Dispondo de grandes jogadores e impondo uma disciplina de ferro (na linha do que Yustrich tinha feito três anos antes), Guttmann rapidamente transformou o FC Porto na melhor equipa do futebol português e ao fim de algumas jornadas já tinha recuperado o atraso de cinco pontos com que partiu em relação ao Benfica.
Satisfeitos com o seu trabalho, os dirigentes do FC Porto abordaram-no várias vezes para renovar o contrato, ao que Guttmann retorquia dizendo que havia tempo. Esta posição de Guttmann era estranha e pouco habitual mas, veio-se a saber depois, havia fortes razões ($$$) por trás.

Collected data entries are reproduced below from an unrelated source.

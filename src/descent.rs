//! Predictive (LL(1)) recursive-descent evaluator.
//!
//! ```text
//! E  → T E'
//! E' → + T E' | - T E' | ε
//! T  → P T'
//! T' → * P T' | / P T' | % P T' | ε
//! P  → F P'
//! P' → ** F P' | ^ F P' | ε
//! F  → ( E ) | NUMBER | - F
//! ```
//!
//! Each nonterminal is one method that evaluates while it parses and appends a line
//! to the derivation trace. When a [`VariableStore`] is bound, `F → VAR` is accepted
//! as well; the shift-reduce engine evaluates through this path.

use crate::error::ExpressionError;
use crate::lexer::{tokenize, Token, TokenKind};
use crate::variables::VariableStore;

const NUMBER_OR_PARENTHESIS: &str = "a number or parenthesis";

/// Parses and evaluates arithmetic expressions, keeping the derivation of the last call.
#[derive(Debug, Default)]
pub struct RecursiveDescent {
    derivation: Vec<String>,
}

impl RecursiveDescent {
    pub fn new() -> Self {
        Self::default()
    }

    /// Evaluates `text`.
    ///
    /// An empty token stream fails with [`ExpressionError::Empty`] without entering
    /// the grammar. A lexical failure is returned as is.
    pub fn parse(&mut self, text: &str) -> Result<f64, ExpressionError> {
        self.derivation.clear();

        let tokens = tokenize(text)?;
        if tokens.is_empty() {
            return Err(ExpressionError::Empty);
        }

        let mut evaluator = Evaluator::new(&tokens, None);
        let result = evaluator.run();
        self.derivation = evaluator.trace;

        log::debug!("recursive descent {text:?}: {result:?}");

        result
    }

    /// Derivation lines recorded by the last call to [`RecursiveDescent::parse`].
    pub fn derivation(&self) -> &[String] {
        &self.derivation
    }
}

/// Evaluates a token stream with variables resolved against `variables`.
pub(crate) fn evaluate(
    tokens: &[Token],
    variables: Option<&VariableStore>,
) -> Result<f64, ExpressionError> {
    if tokens.is_empty() {
        return Err(ExpressionError::Empty);
    }

    Evaluator::new(tokens, variables).run()
}

struct Evaluator<'a> {
    tokens: &'a [Token],
    position: usize,
    variables: Option<&'a VariableStore>,
    trace: Vec<String>,
}

impl<'a> Evaluator<'a> {
    fn new(tokens: &'a [Token], variables: Option<&'a VariableStore>) -> Self {
        Self {
            tokens,
            position: 0,
            variables,
            trace: Vec::new(),
        }
    }

    fn run(&mut self) -> Result<f64, ExpressionError> {
        self.log(0, "Start of syntactic analysis".to_string());

        let value = self.expression()?;

        if self.position < self.tokens.len() {
            let rest: Vec<&str> = self.tokens[self.position..]
                .iter()
                .map(|t| t.text.as_str())
                .collect();
            return Err(ExpressionError::TrailingInput(rest.join(" ")));
        }

        self.log(0, "Syntactic analysis completed successfully".to_string());
        Ok(value)
    }

    fn peek(&self) -> Option<&'a Token> {
        self.tokens.get(self.position)
    }

    fn peek_kind(&self) -> Option<TokenKind> {
        self.peek().map(|t| t.kind)
    }

    fn consume(&mut self, expected: TokenKind) -> Result<&'a Token, ExpressionError> {
        match self.peek() {
            None => Err(ExpressionError::UnexpectedEnd {
                expected: format!("'{expected}'"),
            }),
            Some(token) if token.kind != expected => Err(ExpressionError::UnexpectedToken {
                expected: format!("'{expected}'"),
                found: token.text.clone(),
            }),
            Some(token) => {
                self.position += 1;
                Ok(token)
            }
        }
    }

    fn log(&mut self, level: usize, line: String) {
        self.trace.push(format!("{}{line}", "  ".repeat(level)));
    }

    /// E → T E'
    fn expression(&mut self) -> Result<f64, ExpressionError> {
        self.log(1, format!("E → T E' (position {})", self.position));
        let value = self.term()?;
        self.expression_rest(value)
    }

    /// E' → + T E' | - T E' | ε
    fn expression_rest(&mut self, value: f64) -> Result<f64, ExpressionError> {
        match self.peek_kind() {
            Some(TokenKind::Plus) => {
                self.log(2, format!("E' → + T E' (adding {value:?} + ...)"));
                self.consume(TokenKind::Plus)?;
                let rhs = self.term()?;
                self.expression_rest(value + rhs)
            }
            Some(TokenKind::Minus) => {
                self.log(2, format!("E' → - T E' (subtracting {value:?} - ...)"));
                self.consume(TokenKind::Minus)?;
                let rhs = self.term()?;
                self.expression_rest(value - rhs)
            }
            _ => {
                self.log(2, format!("E' → ε (partial result: {value:?})"));
                Ok(value)
            }
        }
    }

    /// T → P T'
    fn term(&mut self) -> Result<f64, ExpressionError> {
        self.log(2, format!("T → P T' (position {})", self.position));
        let value = self.power()?;
        self.term_rest(value)
    }

    /// T' → * P T' | / P T' | % P T' | ε
    fn term_rest(&mut self, value: f64) -> Result<f64, ExpressionError> {
        match self.peek_kind() {
            Some(TokenKind::Star) => {
                self.log(3, format!("T' → * P T' (multiplying {value:?} * ...)"));
                self.consume(TokenKind::Star)?;
                let rhs = self.power()?;
                self.term_rest(value * rhs)
            }
            Some(TokenKind::Slash) => {
                self.log(3, format!("T' → / P T' (dividing {value:?} / ...)"));
                self.consume(TokenKind::Slash)?;
                let divisor = self.power()?;
                if divisor == 0.0 {
                    return Err(ExpressionError::DivisionByZero);
                }
                self.term_rest(value / divisor)
            }
            Some(TokenKind::Percent) => {
                self.log(3, format!("T' → % P T' (modulo {value:?} % ...)"));
                self.consume(TokenKind::Percent)?;
                let divisor = self.power()?;
                if divisor == 0.0 {
                    return Err(ExpressionError::ModuloByZero);
                }
                self.term_rest(floored_modulo(value, divisor))
            }
            _ => {
                self.log(3, format!("T' → ε (partial result: {value:?})"));
                Ok(value)
            }
        }
    }

    /// P → F P'
    fn power(&mut self) -> Result<f64, ExpressionError> {
        self.log(3, format!("P → F P' (position {})", self.position));
        let base = self.factor()?;
        self.power_rest(base)
    }

    /// P' → ** F P' | ε
    ///
    /// The exponent is threaded through the rest of the chain first, which makes the
    /// operator right-associative: `2 ** 3 ** 2 = 2 ** 9`.
    fn power_rest(&mut self, base: f64) -> Result<f64, ExpressionError> {
        match self.peek_kind() {
            Some(TokenKind::Power) => {
                self.log(4, format!("P' → ** F P' (power {base:?} ** ...)"));
                self.consume(TokenKind::Power)?;
                let exponent = self.factor()?;
                let exponent = self.power_rest(exponent)?;
                Ok(base.powf(exponent))
            }
            _ => {
                self.log(4, format!("P' → ε (partial result: {base:?})"));
                Ok(base)
            }
        }
    }

    /// F → ( E ) | NUMBER | - F | VAR
    fn factor(&mut self) -> Result<f64, ExpressionError> {
        let token = self.peek().ok_or_else(|| ExpressionError::UnexpectedEnd {
            expected: NUMBER_OR_PARENTHESIS.to_string(),
        })?;

        match token.kind {
            TokenKind::LParen => {
                self.log(4, "F → ( E ) (parenthesized subexpression)".to_string());
                self.consume(TokenKind::LParen)?;
                let value = self.expression()?;
                self.consume(TokenKind::RParen)?;
                Ok(value)
            }
            TokenKind::Number => {
                self.consume(TokenKind::Number)?;
                let value = parse_number(&token.text)?;
                self.log(4, format!("F → {value:?} (number)"));
                Ok(value)
            }
            TokenKind::Minus => {
                self.log(4, "F → - F (negation)".to_string());
                self.consume(TokenKind::Minus)?;
                Ok(-self.factor()?)
            }
            TokenKind::Ident if self.variables.is_some() => {
                self.consume(TokenKind::Ident)?;
                let value = self
                    .variables
                    .and_then(|store| store.get(&token.text))
                    .ok_or_else(|| ExpressionError::UndefinedVariable(token.text.clone()))?;
                self.log(4, format!("F → {} (variable = {value:?})", token.text));
                Ok(value)
            }
            _ => Err(ExpressionError::UnexpectedToken {
                expected: NUMBER_OR_PARENTHESIS.to_string(),
                found: token.text.clone(),
            }),
        }
    }
}

fn parse_number(text: &str) -> Result<f64, ExpressionError> {
    text.parse::<f64>()
        .map_err(|_| ExpressionError::UnexpectedToken {
            expected: "a number".to_string(),
            found: text.to_string(),
        })
}

/// Modulo whose result takes the sign of the divisor.
fn floored_modulo(value: f64, divisor: f64) -> f64 {
    let remainder = value % divisor;
    if remainder != 0.0 && (remainder < 0.0) != (divisor < 0.0) {
        remainder + divisor
    } else {
        remainder
    }
}

#[cfg(test)]
mod tests {
    use super::*;

    fn eval(text: &str) -> Result<f64, ExpressionError> {
        RecursiveDescent::new().parse(text)
    }

    #[test]
    fn test_precedence() {
        assert_eq!(eval("2 + 3 * 2 ** 2"), Ok(14.0));
        assert_eq!(eval("(2 + 3) * 2"), Ok(10.0));
        assert_eq!(eval("10 - 4 - 3"), Ok(3.0));
        assert_eq!(eval("7 / 2"), Ok(3.5));
    }

    #[test]
    fn test_power_is_right_associative() {
        assert_eq!(eval("2 ** 3 ** 2"), Ok(512.0));
        assert_eq!(eval("2 ^ 3 ^ 2"), Ok(512.0));
        assert_eq!(eval("(2 ** 3) ** 2"), Ok(64.0));
    }

    #[test]
    fn test_unary_minus() {
        assert_eq!(eval("-3 + 5"), Ok(2.0));
        assert_eq!(eval("--4"), Ok(4.0));
        assert_eq!(eval("-(1 + 2)"), Ok(-3.0));
        assert_eq!(eval("2 * -3"), Ok(-6.0));
    }

    #[test]
    fn test_floored_modulo() {
        assert_eq!(eval("7 % 3"), Ok(1.0));
        assert_eq!(eval("-7 % 3"), Ok(2.0));
        assert_eq!(eval("7 % -3"), Ok(-2.0));
        assert_eq!(eval("6 % 3"), Ok(0.0));
    }

    #[test]
    fn test_implicit_multiplication() {
        assert_eq!(eval("2(3 + 1)"), Ok(8.0));
        assert_eq!(eval("(1 + 1)(2 + 2)"), Ok(8.0));
    }

    #[test]
    fn test_division_by_zero() {
        let error = eval("10 / 0").unwrap_err();

        assert_eq!(error, ExpressionError::DivisionByZero);
        assert!(error.to_string().contains("division by zero"));
    }

    #[test]
    fn test_modulo_by_zero() {
        assert_eq!(eval("10 % (2 - 2)"), Err(ExpressionError::ModuloByZero));
    }

    #[test]
    fn test_empty_expression() {
        let mut parser = RecursiveDescent::new();

        assert_eq!(parser.parse("  "), Err(ExpressionError::Empty));
        assert!(parser.derivation().is_empty());
    }

    #[test]
    fn test_lexical_error() {
        let error = eval("2 + #").unwrap_err();

        assert!(matches!(error, ExpressionError::Lexical { character: '#', .. }));
        assert_eq!(error.diagnostics().len(), 2);
    }

    #[test]
    fn test_trailing_input() {
        assert_eq!(
            eval("(1 + 2))"),
            Err(ExpressionError::TrailingInput(")".to_string()))
        );
        assert!(eval("1 2")
            .unwrap_err()
            .to_string()
            .contains("trailing characters after valid expression"));
    }

    #[test]
    fn test_syntax_errors() {
        assert_eq!(
            eval("(1 + 2"),
            Err(ExpressionError::UnexpectedEnd {
                expected: "')'".to_string()
            })
        );
        assert_eq!(
            eval("1 +"),
            Err(ExpressionError::UnexpectedEnd {
                expected: NUMBER_OR_PARENTHESIS.to_string()
            })
        );
        assert_eq!(
            eval("1 + * 2"),
            Err(ExpressionError::UnexpectedToken {
                expected: NUMBER_OR_PARENTHESIS.to_string(),
                found: "*".to_string()
            })
        );
    }

    #[test]
    fn test_variables_need_a_store() {
        assert!(matches!(
            eval("x + 1"),
            Err(ExpressionError::UnexpectedToken { .. })
        ));

        let mut store = VariableStore::new();
        store.set("x", 4.0);
        let tokens = tokenize("x * 2 + 1").unwrap();

        assert_eq!(evaluate(&tokens, Some(&store)), Ok(9.0));
        assert_eq!(
            evaluate(&tokenize("y").unwrap(), Some(&store)),
            Err(ExpressionError::UndefinedVariable("y".to_string()))
        );
    }

    #[test]
    fn test_derivation_trace() {
        let mut parser = RecursiveDescent::new();
        parser.parse("1 + 2").unwrap();

        let derivation = parser.derivation();
        assert_eq!(derivation.first().unwrap(), "Start of syntactic analysis");
        assert_eq!(derivation[1], "  E → T E' (position 0)");
        assert!(derivation.contains(&"        F → 1.0 (number)".to_string()));
        assert!(derivation.contains(&"    E' → + T E' (adding 1.0 + ...)".to_string()));
        assert!(derivation.contains(&"    E' → ε (partial result: 3.0)".to_string()));
        assert_eq!(
            derivation.last().unwrap(),
            "Syntactic analysis completed successfully"
        );
    }

    #[test]
    fn test_derivation_is_reset_per_call() {
        let mut parser = RecursiveDescent::new();
        parser.parse("1 + 2 + 3").unwrap();
        let long = parser.derivation().len();

        parser.parse("1").unwrap();
        assert!(parser.derivation().len() < long);
    }
}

De facto, o trabalho de Guttmann não era só apreciado nas Antas. Na capital, os dirigentes do todo poderoso SLB não olhavam a meios e, apesar do bom relacionamento que havia entre os presidentes dos dois clubes – Dr. Paulo Pombo e Eng. Maurício Vieira de Brito – não se coibiram de secretamente, com o campeonato ainda a decorrer, contactarem o treinador húngaro naturalizado austríaco oferecendo-lhe um contrato significativamente superior ao que tinha no Porto para ir treinar as “águias” (de rapina!) na época seguinte.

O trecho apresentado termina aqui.